Project description:Microbiota from rats fed with wheat aleurone and plant omega fatty acids In this study we investigated how an AX-rich WA and ALA from linseed oil (LO) modulate the gut microbiota of rats. Wistar rats were fed a standard diet and received either an iso-energetic control oil (PO), control oil + aleurone (A+PO), linseed oil (LO) or linseed oil + aleurone (A+LO) during 12 weeks. Feacal samples were recovered after the 12 week treatments.
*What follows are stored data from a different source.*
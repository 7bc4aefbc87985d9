//! Stop filter implementation.
//!
//! Removes common words that carry little ranking signal. Off by default in
//! the standard analyzer; enable it through
//! [`AnalyzerConfig::stop_words`](crate::analysis::analyzer::AnalyzerConfig).
//!
//! # Examples
//!
//! ```
//! use sift::analysis::token_filter::Filter;
//! use sift::analysis::token_filter::stop::StopFilter;
//! use sift::analysis::token::Token;
//!
//! let filter = StopFilter::new();
//! let tokens = vec![
//!     Token::new("the", 0),
//!     Token::new("quick", 1),
//!     Token::new("fox", 2)
//! ];
//!
//! let result: Vec<_> = filter.filter(Box::new(tokens.into_iter()))
//!     .unwrap()
//!     .collect();
//!
//! assert_eq!(result.len(), 2);
//! assert_eq!(result[0].text, "quick");
//! ```

use std::collections::HashSet;
use std::sync::{Arc, LazyLock};

use crate::analysis::token::{Token, TokenStream};
use crate::analysis::token_filter::Filter;
use crate::error::Result;

const DEFAULT_ENGLISH_STOP_WORDS: &[&str] = &[
    "a", "an", "and", "are", "as", "at", "be", "but", "by", "for", "if", "in", "into", "is", "it",
    "no", "not", "of", "on", "or", "such", "that", "the", "their", "then", "there", "these",
    "they", "this", "to", "was", "will", "with",
];

/// Default English stop words as a HashSet.
pub static DEFAULT_ENGLISH_STOP_WORDS_SET: LazyLock<HashSet<String>> = LazyLock::new(|| {
    DEFAULT_ENGLISH_STOP_WORDS
        .iter()
        .map(|&s| s.to_string())
        .collect()
});

/// A filter that removes stop words from the token stream.
///
/// Matching is exact, so place it after [`LowercaseFilter`](super::LowercaseFilter).
#[derive(Clone, Debug)]
pub struct StopFilter {
    stop_words: Arc<HashSet<String>>,
}

impl StopFilter {
    /// Create a stop filter with the default English list.
    pub fn new() -> Self {
        Self::with_stop_words(DEFAULT_ENGLISH_STOP_WORDS_SET.clone())
    }

    /// Create a stop filter from a prepared set.
    pub fn with_stop_words(stop_words: HashSet<String>) -> Self {
        StopFilter {
            stop_words: Arc::new(stop_words),
        }
    }

    /// Create a stop filter from any list of words.
    pub fn from_words<I, S>(words: I) -> Self
    where
        I: IntoIterator<Item = S>,
        S: Into<String>,
    {
        let stop_words = words.into_iter().map(|s| s.into()).collect();
        Self::with_stop_words(stop_words)
    }

    pub fn is_stop_word(&self, word: &str) -> bool {
        self.stop_words.contains(word)
    }

    pub fn len(&self) -> usize {
        self.stop_words.len()
    }

    pub fn is_empty(&self) -> bool {
        self.stop_words.is_empty()
    }
}

impl Default for StopFilter {
    fn default() -> Self {
        Self::new()
    }
}

impl Filter for StopFilter {
    fn filter(&self, tokens: TokenStream) -> Result<TokenStream> {
        let filtered_tokens: Vec<Token> = tokens
            .filter(|token| token.is_stopped() || !self.is_stop_word(&token.text))
            .collect();

        Ok(Box::new(filtered_tokens.into_iter()))
    }

    fn name(&self) -> &'static str {
        "stop"
    }
}

#[cfg(test)]
mod tests {
    use super::*;

    #[test]
    fn test_stop_filter() {
        let filter = StopFilter::from_words(vec!["the", "and", "or"]);
        let tokens = vec![
            Token::new("hello", 0),
            Token::new("the", 1),
            Token::new("world", 2),
            Token::new("and", 3),
            Token::new("test", 4),
        ];

        let result: Vec<Token> = filter.filter(Box::new(tokens.into_iter())).unwrap().collect();

        assert_eq!(result.len(), 3);
        assert_eq!(result[0].text, "hello");
        assert_eq!(result[1].text, "world");
        assert_eq!(result[2].text, "test");
    }

    #[test]
    fn test_default_list() {
        let filter = StopFilter::default();
        assert!(filter.is_stop_word("the"));
        assert!(!filter.is_stop_word("fox"));
        assert_eq!(filter.len(), DEFAULT_ENGLISH_STOP_WORDS.len());
    }

    #[test]
    fn test_filter_name() {
        assert_eq!(StopFilter::new().name(), "stop");
    }
}
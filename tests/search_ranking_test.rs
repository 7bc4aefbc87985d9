#[cfg(test)]
mod tests {
    use sift::analysis::AnalyzerConfig;
    use sift::document::DocId;
    use sift::index::{IndexConfig, SearchIndex};
    use sift::query::ScoringConfig;
    use sift::search::{SearchConfig, Searcher};

    fn searcher_with(config: IndexConfig, docs: &[(DocId, &str)]) -> Searcher {
        let index = SearchIndex::new(config).unwrap();
        for (id, text) in docs {
            index.add(*id, [("body", *text)]).unwrap();
        }
        Searcher::new(index)
    }

    fn searcher(docs: &[(DocId, &str)]) -> Searcher {
        searcher_with(IndexConfig::default(), docs)
    }

    #[test]
    fn test_empty_query_returns_nothing_for_any_page() {
        let searcher = searcher(&[(1, "the quick fox"), (2, "lazy dog")]);

        for (page, page_size) in [(1, 1), (1, 10), (3, 2), (100, 100)] {
            let results = searcher.search("", page, page_size).unwrap();
            assert!(results.doc_ids().is_empty());
            assert_eq!(results.total_hits, 0);
        }
    }

    #[test]
    fn test_punctuation_joined_words_are_searchable() {
        let searcher = searcher(&[
            (1, "see www.example.com or mail:support"),
            (2, "quick.fox"),
            (3, "nothing here"),
        ]);

        assert_eq!(searcher.search("example", 1, 10).unwrap().doc_ids(), vec![1]);
        assert_eq!(searcher.search("support", 1, 10).unwrap().doc_ids(), vec![1]);
        assert_eq!(searcher.search("fox", 1, 10).unwrap().doc_ids(), vec![2]);
        assert_eq!(
            searcher.search("\"example com\"", 1, 10).unwrap().doc_ids(),
            vec![1]
        );
    }

    #[test]
    fn test_term_frequency_raises_rank() {
        let searcher = searcher(&[
            (1, "the quick fox"),
            (2, "the quick quick fox fox"),
            (3, "the lazy dog"),
        ]);

        let results = searcher.search("quick fox", 1, 10).unwrap();
        assert_eq!(results.doc_ids(), vec![2, 1]);
        assert_eq!(results.total_hits, 2);
        assert!(results.hits[0].score > results.hits[1].score);
        assert_eq!(results.max_score, results.hits[0].score);
    }

    #[test]
    fn test_phrase_requires_adjacency() {
        let searcher = searcher(&[(1, "the quick fox"), (2, "a quick red fox"), (3, "fox quick")]);

        let results = searcher.search("\"quick fox\"", 1, 10).unwrap();
        assert_eq!(results.doc_ids(), vec![1]);
        assert_eq!(results.total_hits, 1);
    }

    #[test]
    fn test_phrase_bonus_is_soft() {
        let searcher = searcher(&[(1, "fox quick"), (2, "the quick fox"), (3, "dog")]);

        let results = searcher.search("quick fox \"quick fox\"", 1, 10).unwrap();
        assert_eq!(results.doc_ids(), vec![2, 1]);

        let phrase_doc = results.hits[0].score;
        let bare_doc = results.hits[1].score;
        assert!(phrase_doc > bare_doc);
    }

    #[test]
    fn test_rare_match_beats_common_match() {
        let searcher = searcher(&[
            (1, "eat fish"),
            (2, "eat meat"),
            (3, "eat bread"),
            (4, "eat rice"),
        ]);

        let results = searcher.search("eat fish", 1, 10).unwrap();
        assert_eq!(results.doc_ids(), vec![1, 2, 3, 4]);
        assert!(results.hits[0].score > results.hits[1].score);
        assert_eq!(results.hits[1].score, results.hits[3].score);
    }

    #[test]
    fn test_more_clauses_beat_fewer() {
        let searcher = searcher(&[
            (1, "salmon"),
            (2, "salmon dinner"),
            (3, "grilled salmon dinner"),
        ]);

        let results = searcher.search("grilled salmon dinner", 1, 10).unwrap();
        assert_eq!(results.doc_ids(), vec![3, 2, 1]);
    }

    #[test]
    fn test_equal_scores_order_by_id() {
        let searcher = searcher(&[(30, "fox"), (10, "fox"), (20, "fox")]);
        let results = searcher.search("fox", 1, 10).unwrap();
        assert_eq!(results.doc_ids(), vec![10, 20, 30]);
    }

    #[test]
    fn test_pagination() {
        let searcher = searcher(&[
            (1, "fox"),
            (2, "fox fox"),
            (3, "fox"),
            (4, "fox fox fox"),
            (5, "fox"),
            (6, "dog"),
        ]);

        let all = searcher.search("fox", 1, 100).unwrap();
        assert_eq!(all.doc_ids(), vec![4, 2, 1, 3, 5]);

        let page1 = searcher.search("fox", 1, 2).unwrap();
        let page2 = searcher.search("fox", 2, 2).unwrap();
        let page3 = searcher.search("fox", 3, 2).unwrap();
        let page4 = searcher.search("fox", 4, 2).unwrap();

        assert_eq!(page1.doc_ids(), vec![4, 2]);
        assert_eq!(page2.doc_ids(), vec![1, 3]);
        assert_eq!(page3.doc_ids(), vec![5]);
        assert!(page4.doc_ids().is_empty());

        for page in [&page1, &page2, &page3, &page4] {
            assert_eq!(page.total_hits, 5);
        }
    }

    #[test]
    fn test_query_normalization_matches_index() {
        let searcher = searcher(&[(1, "Don't PANIC, it's fine.")]);

        for query in ["dont", "DON'T", "panic!", "\"Don't panic\""] {
            assert_eq!(searcher.search(query, 1, 10).unwrap().doc_ids(), vec![1], "{query}");
        }
    }

    #[test]
    fn test_stop_words_are_not_searchable() {
        let config = IndexConfig::default()
            .with_analyzer(sift::analysis::AnalyzerConfig::default().with_stop_words(true));
        let searcher = searcher_with(config, &[(1, "the quick fox"), (2, "quick the fox")]);

        assert!(searcher.search("the", 1, 10).unwrap().is_empty());

        // Dense positions: removed stop words do not break phrases.
        let results = searcher.search("\"quick fox\"", 1, 10).unwrap();
        assert_eq!(results.doc_ids(), vec![1, 2]);
    }

    #[test]
    fn test_stemming_matches_inflections() {
        let docs = [(1, "she was walking home"), (2, "a long walk"), (3, "talking heads")];

        let plain = searcher(&docs);
        assert!(plain.search("walked", 1, 10).unwrap().is_empty());

        let config = IndexConfig::default().with_analyzer(AnalyzerConfig::default().with_stemming(true));
        let stemmed = searcher_with(config, &docs);

        let results = stemmed.search("walked", 1, 10).unwrap();
        assert_eq!(results.doc_ids(), vec![1, 2]);
        assert_eq!(stemmed.search("\"walks home\"", 1, 10).unwrap().doc_ids(), vec![1]);
    }

    #[test]
    fn test_custom_scoring() {
        let index = SearchIndex::new(IndexConfig::default()).unwrap();
        index.add(1, [("body", "alpha alpha alpha alpha")]).unwrap();
        index.add(2, [("body", "alpha beta")]).unwrap();
        index.add(3, [("body", "gamma")]).unwrap();

        let flat = Searcher::with_config(
            index.clone(),
            SearchConfig::default().with_scoring(ScoringConfig::default().with_clause_bonus(0.0)),
        )
        .unwrap();
        assert_eq!(flat.search("alpha beta", 1, 10).unwrap().doc_ids(), vec![1, 2]);

        let coverage = Searcher::with_config(
            index,
            SearchConfig::default().with_scoring(ScoringConfig::default().with_clause_bonus(10.0)),
        )
        .unwrap();
        assert_eq!(coverage.search("alpha beta", 1, 10).unwrap().doc_ids(), vec![2, 1]);
    }
}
DNA extractions were performed using using the Qiagen's DNA Stool Kit (Qiagen, West Sussex, UK). 10ng of DNA template were amplified by PCR (16S gene) and purified using Qiagen's Qiaquick PCR purification kit (Qiagen, West Sussex, UK). 1ug of purified PCR product were labelled with either Cy3 or Cy5 using Genomic DNA ULS Labelling kit (Agilent Technologies, Palo Alto, CA). 250ng of labelled DNA were hybridized on the microarray for 24h at 65°C. Washings were performed as recommended by the manufacturer. Microarray scanning was performed on a Surescan Microarray scanner (Agilent Technologies, Palo Alto, CA). Data were extracted using the Feature extraction software (Agilent Technologies, Palo Alto, CA). The retained intensity value for each probe was the ratio between the spot’s median intensity signals and the median of background signals.